Mitsubishi Heavy Industries, Ltd. (MHI) completed its acquisition of Pratt & Whitney Power Systems, the small and medium-size gas turbine business unit of Pratt & Whitney (P&W), an aeroengine manufacturer. Pratt & Whitney Power Systems has changed its corporate name to PW Power Systems, Inc. (PWPS) and is now an MHI group company.
The acquisition was completed in accordance with the agreement reached last December between MHI and United Technologies Corporation (UTC) of the U.S., P&W's parent company. As part of the acquisition, MHI also acquired Turboden s.r.l. of Italy, a manufacturer of Organic Rankine Cycle (ORC) turbines and an affiliate of PWPS. With the addition of PWPS and Turboden s.r.l., together with the planned business integration with Hitachi, Ltd. in the area of thermal power generation systems scheduled for January 2014, MHI will be able to provide a wider range of products and services for thermal power generation systems.
PWPS manufactures and services aero-derivative gas turbines, and engages in the engineering, procurement and construction of related power generation systems. The company has approximately 430 employees.
MHI has traditionally focused its gas turbine business on large-capacity, high-efficiency systems. With the addition of PWPS's small and medium-size aero-derivative engines, MHI has expanded its power generation product portfolio and is able to offer customers a full product lineup.
PWPS's aero-derivative gas turbines are highly acclaimed, especially for their emergency power generation applications, compact design, and rapid start-up time. More than 1,700 aero-derivative turbines have been delivered worldwide. Significant growth is anticipated in applications that require a flexible power source complementary to a renewable-energy power source. Robust market demand is also expected as small power sources for applications in emerging markets.
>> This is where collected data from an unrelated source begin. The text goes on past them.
//! Signing-key cache for the identity provider's published key set.
//!
//! # Cache policy
//!
//! - Populate on miss: an unknown `kid` triggers exactly one refresh of the
//!   full key set before the lookup fails.
//! - Keys are never evicted. A refresh merges the fetched set into the cache
//!   (last write wins per `kid`), so keys overlapping a provider rotation
//!   stay usable.
//! - Reads never block. Concurrent refreshes are allowed to race; each one
//!   is an idempotent merge, so no lock is held across the fetch.

use std::sync::Arc;
use std::sync::atomic::{AtomicU64, Ordering};
use std::time::Duration;

use dashmap::DashMap;
use jsonwebtoken::DecodingKey;
use jsonwebtoken::jwk::{AlgorithmParameters, Jwk, JwkSet, PublicKeyUse};
use tracing::{debug, warn};

use crate::{Error, Result};

/// Key-set fetch and lookup failures.
#[derive(Debug, thiserror::Error)]
pub enum KeyFetchError {
    /// Network or decode error while fetching the key set.
    #[error("key set fetch error: {0}")]
    Http(#[from] reqwest::Error),

    /// The key endpoint answered with a non-success status.
    #[error("key set endpoint returned HTTP {0}")]
    Status(u16),

    /// The fetch did not complete within the configured timeout.
    #[error("key set fetch timed out")]
    Timeout,

    /// The `kid` is not present even after a refresh.
    #[error("unknown key id: {0}")]
    UnknownKeyId(String),
}

/// Where the cache gets the provider's key set from.
#[async_trait::async_trait]
pub trait KeySetSource: Send + Sync + 'static {
    /// Fetch the complete current key set.
    async fn fetch(&self) -> std::result::Result<JwkSet, KeyFetchError>;
}

/// Fetches the key set from the provider's well-known JWKS endpoint.
pub struct HttpKeySetSource {
    http: reqwest::Client,
    uri: String,
}

impl HttpKeySetSource {
    /// Build a source for `uri` with a bounded request time.
    ///
    /// # Errors
    ///
    /// Returns [`Error::Config`] if `uri` is not HTTPS or the HTTP client
    /// cannot be built.
    pub fn new(uri: impl Into<String>, timeout: Duration) -> Result<Self> {
        let uri = uri.into();
        if !uri.starts_with("https://") {
            return Err(Error::Config(format!("JWKS URI must use https: {uri}")));
        }
        let http = reqwest::Client::builder()
            .https_only(true)
            .timeout(timeout)
            .build()
            .map_err(|e| Error::Config(format!("failed to build JWKS client: {e}")))?;
        Ok(Self { http, uri })
    }

    /// The endpoint this source fetches from.
    #[must_use]
    pub fn uri(&self) -> &str {
        &self.uri
    }
}

#[async_trait::async_trait]
impl KeySetSource for HttpKeySetSource {
    async fn fetch(&self) -> std::result::Result<JwkSet, KeyFetchError> {
        debug!(uri = %self.uri, "Fetching JWKS");
        let response = self.http.get(&self.uri).send().await.map_err(timeout_aware)?;
        let status = response.status();
        if !status.is_success() {
            return Err(KeyFetchError::Status(status.as_u16()));
        }
        response.json().await.map_err(timeout_aware)
    }
}

fn timeout_aware(e: reqwest::Error) -> KeyFetchError {
    if e.is_timeout() {
        KeyFetchError::Timeout
    } else {
        KeyFetchError::Http(e)
    }
}

/// Process-lifetime cache of decoding keys, indexed by `kid`.
pub struct KeyCache {
    keys: DashMap<String, DecodingKey>,
    source: Arc<dyn KeySetSource>,
    refreshes: AtomicU64,
}

impl KeyCache {
    /// Create an empty cache backed by `source`.
    #[must_use]
    pub fn new(source: Arc<dyn KeySetSource>) -> Self {
        Self {
            keys: DashMap::new(),
            source,
            refreshes: AtomicU64::new(0),
        }
    }

    /// Resolve the decoding key for `kid`, refreshing once on a miss.
    pub async fn resolve(&self, kid: &str) -> std::result::Result<DecodingKey, KeyFetchError> {
        if let Some(key) = self.keys.get(kid) {
            return Ok(key.value().clone());
        }

        debug!(kid = %kid, "Key not cached, refreshing key set");
        self.refresh().await?;

        self.keys
            .get(kid)
            .map(|key| key.value().clone())
            .ok_or_else(|| KeyFetchError::UnknownKeyId(kid.to_string()))
    }

    /// Fetch the key set and merge it into the cache.
    ///
    /// Returns the number of usable keys in the fetched set.
    pub async fn refresh(&self) -> std::result::Result<usize, KeyFetchError> {
        self.refreshes.fetch_add(1, Ordering::Relaxed);
        let set = self.source.fetch().await?;

        let mut loaded = 0;
        for jwk in &set.keys {
            let Some(kid) = jwk.common.key_id.clone() else {
                debug!("Skipping JWK without kid");
                continue;
            };
            if matches!(jwk.common.public_key_use, Some(PublicKeyUse::Encryption)) {
                continue;
            }
            match decoding_key(jwk) {
                Some(key) => {
                    self.keys.insert(kid, key);
                    loaded += 1;
                }
                None => warn!(kid = %kid, "Ignoring unusable JWK"),
            }
        }
        debug!(loaded, cached = self.keys.len(), "Key set refreshed");
        Ok(loaded)
    }

    /// Best-effort prefetch; a failure is logged and otherwise ignored.
    pub async fn warm(&self) {
        match self.refresh().await {
            Ok(loaded) => debug!(loaded, "Signing keys prefetched"),
            Err(e) => warn!(error = %e, "Signing key prefetch failed; keys load on first use"),
        }
    }

    /// Number of cached keys.
    #[must_use]
    pub fn len(&self) -> usize {
        self.keys.len()
    }

    /// Whether no keys are cached yet.
    #[must_use]
    pub fn is_empty(&self) -> bool {
        self.keys.is_empty()
    }

    /// Number of key-set refreshes attempted so far.
    #[must_use]
    pub fn refresh_count(&self) -> u64 {
        self.refreshes.load(Ordering::Relaxed)
    }
}

/// Convert an asymmetric JWK into a decoding key.
///
/// Symmetric (`oct`) keys are refused: a published secret key would let
/// anyone mint tokens.
fn decoding_key(jwk: &Jwk) -> Option<DecodingKey> {
    match &jwk.algorithm {
        AlgorithmParameters::RSA(rsa) => DecodingKey::from_rsa_components(&rsa.n, &rsa.e).ok(),
        AlgorithmParameters::EllipticCurve(ec) => {
            DecodingKey::from_ec_components(&ec.x, &ec.y).ok()
        }
        AlgorithmParameters::OctetKeyPair(okp) => DecodingKey::from_ed_components(&okp.x).ok(),
        AlgorithmParameters::OctetKey(_) => None,
    }
}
PWPS's main product has been the 30MW (megawatt) class machine. The company is developing a 60MW class model, which is expected to boost PWPS's market share.
Turboden's ORC turbines have the capability to generate power or supply hot water using a relatively low-temperature heat source such as biomass, factory waste heat or geothermal energy. The company has sold more than 300 units in 20 countries, primarily in Europe. In Japan, increasing opportunities are emerging to use ORC technology in biomass and geothermal applications, and MHI plans to significantly increase sales in those expanding markets.
MHI and P&W have been in a collaborative relationship in aeroengine production for many years. After the acquisition of PWPS, MHI will continue to collaborate with P&W in the supply of engine parts for gas turbines and development of new machines.
Going forward, MHI intends to further strengthen its marketing activities for gas turbines, which offer clear benefits in terms of efficient energy usage and reduction of environmental burdens. Leveraging the merits of both large-capacity and aero-derivative gas turbines, as well as their synergy benefits, the company will seek to achieve a greater than 30% share of the global market.